That year, Feng Ba buried Gao Yun and Gao Yun's wife Empress Li with imperial honors, but curiously used Gao Yun's name in the edict regarding burial, without observing naming taboo.

In 411, the khan of Rouran, Yujiulü Hulü offered a tribute of 3,000 horses to Feng Ba and requested to marry Feng Ba's daughter Princess Lelang. (Princess Lelang was probably the daughter of Feng Ba's wife Princess Sun, as Feng Sufu suggested refusing the request and sending the daughter of one of Feng Ba's concubines instead.) Feng Ba, believing that an alliance with Rouran would be beneficial to his state, gave Princess Lelang in marriage to Yujiulü Hulü.

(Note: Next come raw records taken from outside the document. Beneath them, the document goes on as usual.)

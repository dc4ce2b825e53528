//! Group records and the bare group value used to request creation.

use chrono::{DateTime, Utc};
use serde::{Deserialize, Serialize};

/// Kind of group. Groups created through the directory are always native
/// groups; the other kinds appear in bodies read from the service.
#[derive(Debug, Clone, Copy, PartialEq, Eq, Default, Serialize, Deserialize)]
#[serde(rename_all = "SCREAMING_SNAKE_CASE")]
pub enum GroupType {
    #[default]
    OktaGroup,
    AppGroup,
    BuiltIn,
}

/// A directory group.
///
/// A value built with [`Group::from_name`] is a creation request: its id is
/// empty and its timestamps are unset until the group store accepts it.
#[derive(Debug, Clone, PartialEq, Eq, Serialize, Deserialize)]
#[serde(rename_all = "camelCase")]
pub struct Group {
    #[serde(default)]
    pub id: String,
    pub profile: GroupProfile,
    #[serde(rename = "type", default)]
    pub group_type: GroupType,
    #[serde(default, skip_serializing_if = "Option::is_none")]
    pub created: Option<DateTime<Utc>>,
    #[serde(default, skip_serializing_if = "Option::is_none")]
    pub last_membership_updated: Option<DateTime<Utc>>,
}

/// Profile attributes of a [`Group`].
#[derive(Debug, Clone, PartialEq, Eq, Serialize, Deserialize)]
pub struct GroupProfile {
    pub name: String,
    #[serde(default, skip_serializing_if = "Option::is_none")]
    pub description: Option<String>,
}

impl Group {
    /// Build a bare group with the given name. No validation happens here.
    pub fn from_name(name: impl Into<String>) -> Self {
        Self {
            id: String::new(),
            profile: GroupProfile {
                name: name.into(),
                description: None,
            },
            group_type: GroupType::default(),
            created: None,
            last_membership_updated: None,
        }
    }

    /// Attach a description to a bare group.
    pub fn with_description(mut self, description: impl Into<String>) -> Self {
        self.profile.description = Some(description.into());
        self
    }

    /// The group's name.
    pub fn name(&self) -> &str {
        &self.profile.name
    }
}
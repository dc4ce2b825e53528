//! Directory operations exposed under the real client's method names.
//!
//! Every method forwards to the owning store unchanged. The request context is
//! only used to tag log lines; query parameters are accepted and ignored.

use super::core::MockClient;
use crate::error::DirectoryResult;
use crate::resource::{AssignRoleRequest, Group, QueryParams, RequestContext, Role, User};
use log::{debug, trace};

impl MockClient {
    // Groups

    pub async fn create_group(&self, ctx: &RequestContext, group: Group) -> DirectoryResult<Group> {
        debug!(
            "create_group '{}' (request: '{}')",
            group.name(),
            ctx.request_id
        );
        self.state.write().await.groups.create_group(group)
    }

    pub async fn delete_group(&self, ctx: &RequestContext, group_id: &str) -> DirectoryResult<()> {
        debug!("delete_group '{}' (request: '{}')", group_id, ctx.request_id);
        self.state.write().await.groups.delete_group(group_id)
    }

    pub async fn get_group(&self, ctx: &RequestContext, group_id: &str) -> DirectoryResult<Group> {
        trace!("get_group '{}' (request: '{}')", group_id, ctx.request_id);
        self.state
            .read()
            .await
            .groups
            .get_group_by_id(group_id)
            .cloned()
    }

    pub async fn get_group_by_name(
        &self,
        ctx: &RequestContext,
        name: &str,
    ) -> DirectoryResult<Group> {
        trace!("get_group_by_name '{}' (request: '{}')", name, ctx.request_id);
        self.state
            .read()
            .await
            .groups
            .get_group_by_name(name)
            .cloned()
    }

    pub async fn list_groups(
        &self,
        ctx: &RequestContext,
        _qp: Option<&QueryParams>,
    ) -> DirectoryResult<Vec<Group>> {
        trace!("list_groups (request: '{}')", ctx.request_id);
        Ok(self.state.read().await.groups.list_groups().to_vec())
    }

    // Membership

    pub async fn add_user_to_group(
        &self,
        ctx: &RequestContext,
        group_id: &str,
        user_id: &str,
    ) -> DirectoryResult<()> {
        debug!(
            "add_user_to_group '{}' <- '{}' (request: '{}')",
            group_id, user_id, ctx.request_id
        );
        let mut directory = self.state.write().await;
        let directory = &mut *directory;
        directory
            .groups
            .add_user_to_group(&directory.users, group_id, user_id)
    }

    pub async fn remove_user_from_group(
        &self,
        ctx: &RequestContext,
        group_id: &str,
        user_id: &str,
    ) -> DirectoryResult<()> {
        debug!(
            "remove_user_from_group '{}' -> '{}' (request: '{}')",
            group_id, user_id, ctx.request_id
        );
        let mut directory = self.state.write().await;
        let directory = &mut *directory;
        directory
            .groups
            .remove_user_from_group(&directory.users, group_id, user_id)
    }

    pub async fn list_group_users(
        &self,
        ctx: &RequestContext,
        group_id: &str,
        _qp: Option<&QueryParams>,
    ) -> DirectoryResult<Vec<User>> {
        trace!("list_group_users '{}' (request: '{}')", group_id, ctx.request_id);
        let directory = self.state.read().await;
        directory.groups.list_group_users(&directory.users, group_id)
    }

    pub async fn list_user_groups(
        &self,
        ctx: &RequestContext,
        user_id: &str,
    ) -> DirectoryResult<Vec<Group>> {
        trace!("list_user_groups '{}' (request: '{}')", user_id, ctx.request_id);
        let directory = self.state.read().await;
        directory.groups.list_user_groups(&directory.users, user_id)
    }

    pub async fn group_contains_user(&self, group: &Group, email: &str) -> bool {
        self.state.read().await.groups.group_contains_user(group, email)
    }

    // Roles

    pub async fn assign_role_to_group(
        &self,
        ctx: &RequestContext,
        group_id: &str,
        request: AssignRoleRequest,
        _qp: Option<&QueryParams>,
    ) -> DirectoryResult<Role> {
        debug!(
            "assign_role_to_group '{}' role '{}' (request: '{}')",
            group_id, request.role_type, ctx.request_id
        );
        self.state
            .write()
            .await
            .groups
            .assign_role_to_group(group_id, &request)
    }

    pub async fn remove_role_from_group(
        &self,
        ctx: &RequestContext,
        group_id: &str,
        role_id: &str,
    ) -> DirectoryResult<()> {
        debug!(
            "remove_role_from_group '{}' role '{}' (request: '{}')",
            group_id, role_id, ctx.request_id
        );
        self.state
            .write()
            .await
            .groups
            .remove_role_from_group(group_id, role_id)
    }

    pub async fn list_group_assigned_roles(
        &self,
        ctx: &RequestContext,
        group_id: &str,
        _qp: Option<&QueryParams>,
    ) -> DirectoryResult<Vec<Role>> {
        trace!(
            "list_group_assigned_roles '{}' (request: '{}')",
            group_id, ctx.request_id
        );
        self.state
            .read()
            .await
            .groups
            .list_group_assigned_roles(group_id)
            .map(<[Role]>::to_vec)
    }

    pub async fn group_contains_role(&self, group: &Group, role_type: &str) -> bool {
        self.state.read().await.groups.group_contains_role(group, role_type)
    }

    // Users

    pub async fn create_user(&self, ctx: &RequestContext, email: &str) -> DirectoryResult<User> {
        debug!("create_user '{}' (request: '{}')", email, ctx.request_id);
        self.state.write().await.users.create_user(email)
    }

    pub async fn get_user(&self, ctx: &RequestContext, user_id: &str) -> DirectoryResult<User> {
        trace!("get_user '{}' (request: '{}')", user_id, ctx.request_id);
        self.state.read().await.users.get_user_by_id(user_id).cloned()
    }

    pub async fn get_user_by_email(
        &self,
        ctx: &RequestContext,
        email: &str,
    ) -> DirectoryResult<User> {
        trace!("get_user_by_email '{}' (request: '{}')", email, ctx.request_id);
        self.state.read().await.users.get_user_by_email(email).cloned()
    }

    pub async fn list_users(
        &self,
        ctx: &RequestContext,
        _qp: Option<&QueryParams>,
    ) -> DirectoryResult<Vec<User>> {
        trace!("list_users (request: '{}')", ctx.request_id);
        Ok(self.state.read().await.users.list_users().to_vec())
    }
}
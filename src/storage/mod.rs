//! In-memory stores backing the simulated directory.
//!
//! The layer is split the way the directory itself is:
//!
//! - [`UserStore`] owns users and has no dependencies.
//! - [`GroupStore`] owns groups, memberships and role assignments, and borrows
//!   a [`UserStore`] to resolve user ids and emails during membership calls.
//!
//! Both stores are plain single-writer values: mutation requires `&mut self`
//! and no operation locks internally. The [`MockClient`](crate::client::MockClient)
//! facade adds the shared, lock-guarded handle.
//!
//! # Example Usage
//!
//! ```rust
//! use idp_directory_mock::resource::{AssignRoleRequest, Group};
//! use idp_directory_mock::storage::{GroupStore, UserStore};
//!
//! let mut users = UserStore::new();
//! let mut groups = GroupStore::new();
//!
//! let group = groups.create_group(Group::from_name("Engineers")).unwrap();
//! let user = users.create_user("a@x.com").unwrap();
//! groups.add_user_to_group(&users, &group.id, &user.id).unwrap();
//!
//! let members = groups.list_group_users(&users, &group.id).unwrap();
//! assert_eq!(members, vec![user]);
//!
//! groups
//!     .assign_role_to_group(&group.id, &AssignRoleRequest::new("APP_ADMIN"))
//!     .unwrap();
//! assert!(groups.group_contains_role(&group, "APP_ADMIN"));
//! ```

pub mod group_store;
pub mod user_store;

pub use group_store::GroupStore;
pub use user_store::UserStore;

/// Monotonic id source rendering ids as decimal strings.
///
/// Ids start at `"1"` and are never handed out twice, even after the record
/// holding an id has been deleted.
#[derive(Debug, Clone, Default, PartialEq, Eq)]
pub struct IdSequence {
    last: u64,
}

impl IdSequence {
    pub fn new() -> Self {
        Self::default()
    }

    /// Advance the sequence and return the new id.
    pub fn next_id(&mut self) -> String {
        self.last += 1;
        self.last.to_string()
    }

    /// Number of ids handed out so far.
    pub fn issued(&self) -> u64 {
        self.last
    }
}

/// Statistics about the current state of the directory.
#[derive(Debug, Clone, Default, PartialEq, Eq)]
pub struct DirectoryStats {
    /// Number of registered users
    pub user_count: usize,
    /// Number of live groups
    pub group_count: usize,
    /// Membership entries across all groups, duplicates included
    pub membership_count: usize,
    /// Role assignments across all groups
    pub role_assignment_count: usize,
}

impl DirectoryStats {
    /// Collect statistics from a pair of stores.
    pub fn collect(users: &UserStore, groups: &GroupStore) -> Self {
        Self {
            user_count: users.len(),
            group_count: groups.len(),
            membership_count: groups.membership_count(),
            role_assignment_count: groups.role_assignment_count(),
        }
    }

    /// Check if the directory holds no records at all.
    pub fn is_empty(&self) -> bool {
        self.user_count == 0 && self.group_count == 0
    }
}
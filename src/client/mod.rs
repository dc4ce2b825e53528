//! Client facade over the simulated directory.
//!
//! # Module Organization
//!
//! * [`core`] - The shared [`MockClient`] handle, statistics and reset
//! * [`operations`] - Group, membership, role and user operations
//! * [`builder`] - [`MockClientBuilder`] for configuration and seed data

pub mod builder;
pub mod core;
pub mod operations;

pub use self::builder::MockClientBuilder;
pub use self::core::MockClient;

In 414, Feng Ba sent his official Chu Kuang (褚匡) to his ancestral home of Changle (長樂, in modern Hengshui, Hebei) to find his clan members, and Chu Kuang returned with 5,000 households, headed by Feng Ba's cousins Feng Mai (馮買) and Feng Du (馮睹). Feng Ba also found his brother Feng Pi (馮丕) in Goguryeo and welcomed him back, creating him the Duke of Changshan.

Later that year, Yujiulü Hulü, who was about to in turn marry one of his daughters to Feng Ba, was overthrown by his nephew Yujiulü Buluzhen (郁久閭步鹿真), and the coup leaders sent him and his daughter to Northern Yan. Feng Ba treated him as an honored guest and, as originally planned, took his daughter, Zhaoyi (昭仪), as a concubine. Yujiulü Hulü requested that Feng Ba send an army to escort him home, and Feng Ba, with some reluctance, sent his general Wan Ling (萬陵) to escort Yujiulü Hulü, but Wan killed Yujiulü Hulü on the way and returned. Instead, Feng Ba entered into an alliance with the new khan Yujiulü Datan, who had in turn overthrown Yujiulü Buluzhen.

Later that year, Emperor Mingyuan of Northern Wei sent a messenger, Huniuyu Shimen (忽忸于什門), to try to negotiate peace with Northern Yan, but when Huniuyu arrived at Helong, he refused to enter the Northern Yan palace, demanding that Feng Ba come out of his palace and accept Emperor Mingyuan's edict (as a sign of submission). Feng Ba refused and dragged Huniuyu into the palace. Huniuyu refused to bow, and Feng Ba had his guards press Huniuyu's head down, and then imprisoned him. Later, on several occasions, Huniuyu insulted Feng Ba, but Feng Ba overruled suggestions to have him executed, stating that Huniuyu was just being faithful to his state. He later tried several times to have Huniuyu submit, but Huniuyu each time refused. Feng Ba, instead, entered into an alliance with the Xia emperor Helian Bobo.

Around the new year 415, Feng Sufu died. Contrary to the usual customs of mourning a subject at most three times, he mourned his brother seven times.

Later in 415, Sun Hu's brothers Sun Boren (孫伯仁), Sun Chizhi (孫叱支), and Sun Yiba (孫乙拔), dissatisfied with the lack of promotions, complained. Feng Ba executed the three and promoted Sun Hu to try to pacify him, but Sun Hu became depressed, so Feng Ba poisoned him to death. Meanwhile, the general Wu Yinti (務銀提) was also unhappy that he was not promoted and planned to offer his defense post to Goguryeo, and Feng Ba executed him.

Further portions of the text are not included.